Research and development tax credit enhancements Commentary In fact ... 25% ... is the new rate of tax credit for incremental R&D expenditures in Ireland, an increase from 20%. As the economic downturn deepens, one of the most presssing concerns for many countries is that businesses will significantly reduce their research and development (R&D) expenditures to improve their bottom line. To provide added incentive for companies to maintain their investment in innovation, and to attract new R&D activity, many countries are enhancing their R&D tax credit provisions. In all, 11 of the 24 countries we reviewed have taken some action with regard to the R&D credit. The most common approach has been to increase the rate of the credit. We have also seen the introduction of new or enhanced carryback provisions, enhanced refundability options and allowance of reserves for R&D expenditures to be deducted. In some cases, R&D benefits are being particularly enhanced for small- and medium-sized enterprises (SMEs). Highlights - Because many smaller busineses have been experiencing greater cash flow difficulties related to the economic downturn, some countries have been offering enhanced R&D credit provisions for small- and medium-sized enterprises (SMEs). For example, South Korea is increasing the R&D tax credit rate for SMEs only. Similarly, Australia’s proposed new R&D provisions would provide a 10% higher rate for SMEs.

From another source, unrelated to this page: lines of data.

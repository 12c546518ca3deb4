//! Retry with exponential backoff for transient store failures.

use std::future::Future;
use std::time::Duration;

use tracing::warn;

use sessionhub_core::config::RetryConfig;
use sessionhub_core::result::AppResult;

/// Run `op` until it succeeds, fails with a non-retryable error, or the
/// attempt budget is spent. Only `StoreUnavailable` errors are retried.
pub async fn with_retry<T, F, Fut>(policy: &RetryConfig, operation: &str, mut op: F) -> AppResult<T>
where
    F: FnMut() -> Fut,
    Fut: Future<Output = AppResult<T>>,
{
    let max_attempts = policy.max_attempts.max(1);
    let max_backoff = Duration::from_millis(policy.max_backoff_ms);
    let mut backoff = Duration::from_millis(policy.initial_backoff_ms);
    let mut attempt = 1;

    loop {
        match op().await {
            Ok(value) => return Ok(value),
            Err(e) if e.is_retryable() && attempt < max_attempts => {
                warn!(
                    operation,
                    attempt,
                    max_attempts,
                    backoff_ms = backoff.as_millis() as u64,
                    error = %e,
                    "Store operation failed, retrying"
                );
                tokio::time::sleep(backoff).await;
                backoff = (backoff * 2).min(max_backoff);
                attempt += 1;
            }
            Err(e) => return Err(e),
        }
    }
}
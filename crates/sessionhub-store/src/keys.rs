//! Key builders for session store entries.
//!
//! Keys are relative; the Redis client applies the configured prefix.

use sessionhub_core::types::SessionId;

/// Key holding the serialized session record.
pub fn session_by_id(session_id: &SessionId) -> String {
    format!("session:{session_id}")
}

/// Sorted set of all session ids scored by expiry deadline (unix seconds).
pub fn session_index() -> &'static str {
    "sessions"
}

#[cfg(test)]
mod tests {
    use super::*;

    #[test]
    fn test_session_key_embeds_id() {
        let id = SessionId::new();
        assert_eq!(session_by_id(&id), format!("session:{id}"));
    }
}
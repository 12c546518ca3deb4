//! SessionHub Server: session store with connection-scoped presence
//!
//! Main entry point that loads configuration, wires all crates together and
//! runs until a shutdown signal arrives.

use tracing;
use tracing_subscriber::{EnvFilter, fmt};

use sessionhub_core::config::AppConfig;
use sessionhub_core::error::AppError;
use sessionhub_service::SessionHub;

#[tokio::main]
async fn main() {
    let config = match load_configuration() {
        Ok(c) => c,
        Err(e) => {
            eprintln!("Failed to load configuration: {}", e);
            std::process::exit(1);
        }
    };

    init_logging(&config);

    if let Err(e) = run(config).await {
        tracing::error!("Server error: {}", e);
        std::process::exit(1);
    }
}

/// Load configuration from files and environment
fn load_configuration() -> Result<AppConfig, AppError> {
    let env = std::env::var("SESSIONHUB_ENV").unwrap_or_else(|_| "development".to_string());
    AppConfig::load(&env)
}

/// Initialize tracing/logging
fn init_logging(config: &AppConfig) {
    let filter =
        EnvFilter::try_from_default_env().unwrap_or_else(|_| EnvFilter::new(&config.logging.level));

    match config.logging.format.as_str() {
        "json" => {
            fmt()
                .json()
                .with_env_filter(filter)
                .with_target(true)
                .with_thread_ids(true)
                .init();
        }
        _ => {
            fmt()
                .pretty()
                .with_env_filter(filter)
                .with_target(true)
                .init();
        }
    }
}

/// Main server run function
async fn run(config: AppConfig) -> Result<(), AppError> {
    tracing::info!("Starting SessionHub v{}", env!("CARGO_PKG_VERSION"));
    tracing::info!(
        store = %config.store.provider,
        pubsub = %config.presence.pubsub,
        max_inactive_interval_secs = config.session.max_inactive_interval_seconds,
        sweep_interval_secs = config.session.sweep_interval_seconds,
        sweep_cron = ?config.session.sweep_cron,
        "Configuration loaded"
    );

    let hub = SessionHub::new(config).await?;
    if !hub.health_check().await? {
        tracing::warn!("Session store health check failed; continuing");
    }
    hub.start().await?;
    tracing::info!("SessionHub running");

    shutdown_signal().await;
    tracing::info!("Shutdown signal received, starting graceful shutdown...");

    hub.shutdown().await?;
    let metrics = hub.metrics().snapshot();
    tracing::info!(
        connections_total = metrics.connections_total,
        sessions_expired = metrics.sessions_expired,
        sweeps_completed = metrics.sweeps_completed,
        "SessionHub shut down complete"
    );
    Ok(())
}

/// Wait for Ctrl+C or SIGTERM
async fn shutdown_signal() {
    let ctrl_c = async {
        if let Err(e) = tokio::signal::ctrl_c().await {
            tracing::error!("Failed to install Ctrl+C handler: {}", e);
            std::future::pending::<()>().await;
        }
    };

    #[cfg(unix)]
    let terminate = async {
        match tokio::signal::unix::signal(tokio::signal::unix::SignalKind::terminate()) {
            Ok(mut signal) => {
                signal.recv().await;
            }
            Err(e) => {
                tracing::error!("Failed to install SIGTERM handler: {}", e);
                std::future::pending::<()>().await;
            }
        }
    };

    #[cfg(not(unix))]
    let terminate = std::future::pending::<()>();

    tokio::select! {
        _ = ctrl_c => {},
        _ = terminate => {},
    }
}
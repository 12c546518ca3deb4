//! Store manager that dispatches to the configured session repository.

use std::sync::Arc;

use async_trait::async_trait;
use chrono::{DateTime, Utc};
use tracing::info;

use sessionhub_core::config::{RetryConfig, SessionConfig, StoreConfig};
use sessionhub_core::error::AppError;
use sessionhub_core::result::AppResult;
use sessionhub_core::traits::SessionRepository;
use sessionhub_core::types::{Session, SessionId};

use crate::retry::with_retry;

/// Session store manager wrapping the configured backend.
///
/// The backend is selected at construction time based on configuration.
/// Every call goes through [`with_retry`], so transient `StoreUnavailable`
/// failures are retried with backoff before reaching the caller.
#[derive(Debug, Clone)]
pub struct SessionStoreManager {
    /// The inner repository.
    inner: Arc<dyn SessionRepository>,
    /// Retry policy.
    retry: RetryConfig,
}

impl SessionStoreManager {
    /// Create a new store manager from configuration.
    pub async fn new(store: &StoreConfig, session: &SessionConfig) -> AppResult<Self> {
        let inner: Arc<dyn SessionRepository> = match store.provider.as_str() {
            #[cfg(feature = "redis-backend")]
            "redis" => {
                info!("Initializing Redis session store");
                let client = crate::redis::RedisClient::connect(&store.redis).await?;
                Arc::new(crate::redis::RedisSessionRepository::new(
                    client,
                    session.max_inactive_interval(),
                    store.redis.expiry_grace_seconds,
                ))
            }
            #[cfg(feature = "memory")]
            "memory" => {
                info!("Initializing in-memory session store");
                Arc::new(crate::memory::MemorySessionRepository::new(
                    session.max_inactive_interval(),
                ))
            }
            other => {
                return Err(AppError::configuration(format!(
                    "Unknown store provider: '{other}'. Supported: memory, redis"
                )));
            }
        };

        Ok(Self {
            inner,
            retry: store.retry.clone(),
        })
    }

    /// Create a store manager from an existing repository (for testing).
    pub fn from_repository(repository: Arc<dyn SessionRepository>, retry: RetryConfig) -> Self {
        Self {
            inner: repository,
            retry,
        }
    }

    /// Get a reference to the inner repository.
    pub fn repository(&self) -> &dyn SessionRepository {
        self.inner.as_ref()
    }
}

#[async_trait]
impl SessionRepository for SessionStoreManager {
    fn create_session(&self) -> Session {
        self.inner.create_session()
    }

    async fn save(&self, session: &Session) -> AppResult<()> {
        with_retry(&self.retry, "save", || self.inner.save(session)).await
    }

    async fn find_by_id(&self, id: &SessionId) -> AppResult<Option<Session>> {
        with_retry(&self.retry, "find_by_id", || self.inner.find_by_id(id)).await
    }

    async fn delete(&self, id: &SessionId) -> AppResult<()> {
        with_retry(&self.retry, "delete", || self.inner.delete(id)).await
    }

    async fn session_ids(&self) -> AppResult<Vec<SessionId>> {
        with_retry(&self.retry, "session_ids", || self.inner.session_ids()).await
    }

    async fn expiry_candidates(&self, now: DateTime<Utc>) -> AppResult<Vec<SessionId>> {
        with_retry(&self.retry, "expiry_candidates", || {
            self.inner.expiry_candidates(now)
        })
        .await
    }

    async fn remove_if_expired(
        &self,
        id: &SessionId,
        now: DateTime<Utc>,
    ) -> AppResult<Option<Session>> {
        with_retry(&self.retry, "remove_if_expired", || {
            self.inner.remove_if_expired(id, now)
        })
        .await
    }

    async fn health_check(&self) -> AppResult<bool> {
        self.inner.health_check().await
    }
}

- In Ireland, the rate of tax credit for incremental expenditure undertaken by a company on qualified R&D has been increased from 20% to 25%. With this increase, the total tax relief available for qualified R&D expenditures in Ireland can be as high as 37.5% (when the tax credit is combined with a tax deduction available for R&D spending). An allowance for capital expenditure on intangible assets is also planned.
- Some countries have added carryback provisions and refund elements to their R&D provisions. Ireland, for instance, is now allowing the carryback of excess credits to the previous year, with a refund of excess credit over a three-year period. France is offering a refund of R&D credits from 2005, 2006 and 2007 that have not been previously utilized. The R&D credit for 2008 is eligible for immediate refund if the credit exceeds tax due. The 2009 Australian budget announced adoption, from 1 July 2010, of a 40% tax credit for large companies’ R&D, with smaller companies to get cash refund of 45% for their R&D, with the proposed offset also available for foreign-owned R&D.
- Under Italy’s stimulus Decree, the R&D tax credit that was introduced in 2007 will be extended to Italian entities and branches engaging in R&D as contractors and sub-contractors of foreign principals, so long as they reside in an eligible country.
- In Japan, there is a proposal to increase the maximum creditable amount for certain R&D activity from 30% to 40% of the total tax due, along with an increase in the carryforward period from one year to three years.
- Aside from R&D tax credit enhancements, some countries have provided other incentives to encourage continued investment in R&D activities. For example, Belgium has increased retention (the portion of the salary withholding tax the employer does not have to transfer to the federal government) from 65% to 75% as of 1 January 2009. Singapore is providing a range of R&D grants and training reimbursement programs. China and Russia are allowing for greater deductions of qualified R&D expenditures for corporate income tax purposes. The Netherlands has temporarily increased the wage tax reduction for R&D staff in 2009 and 2010.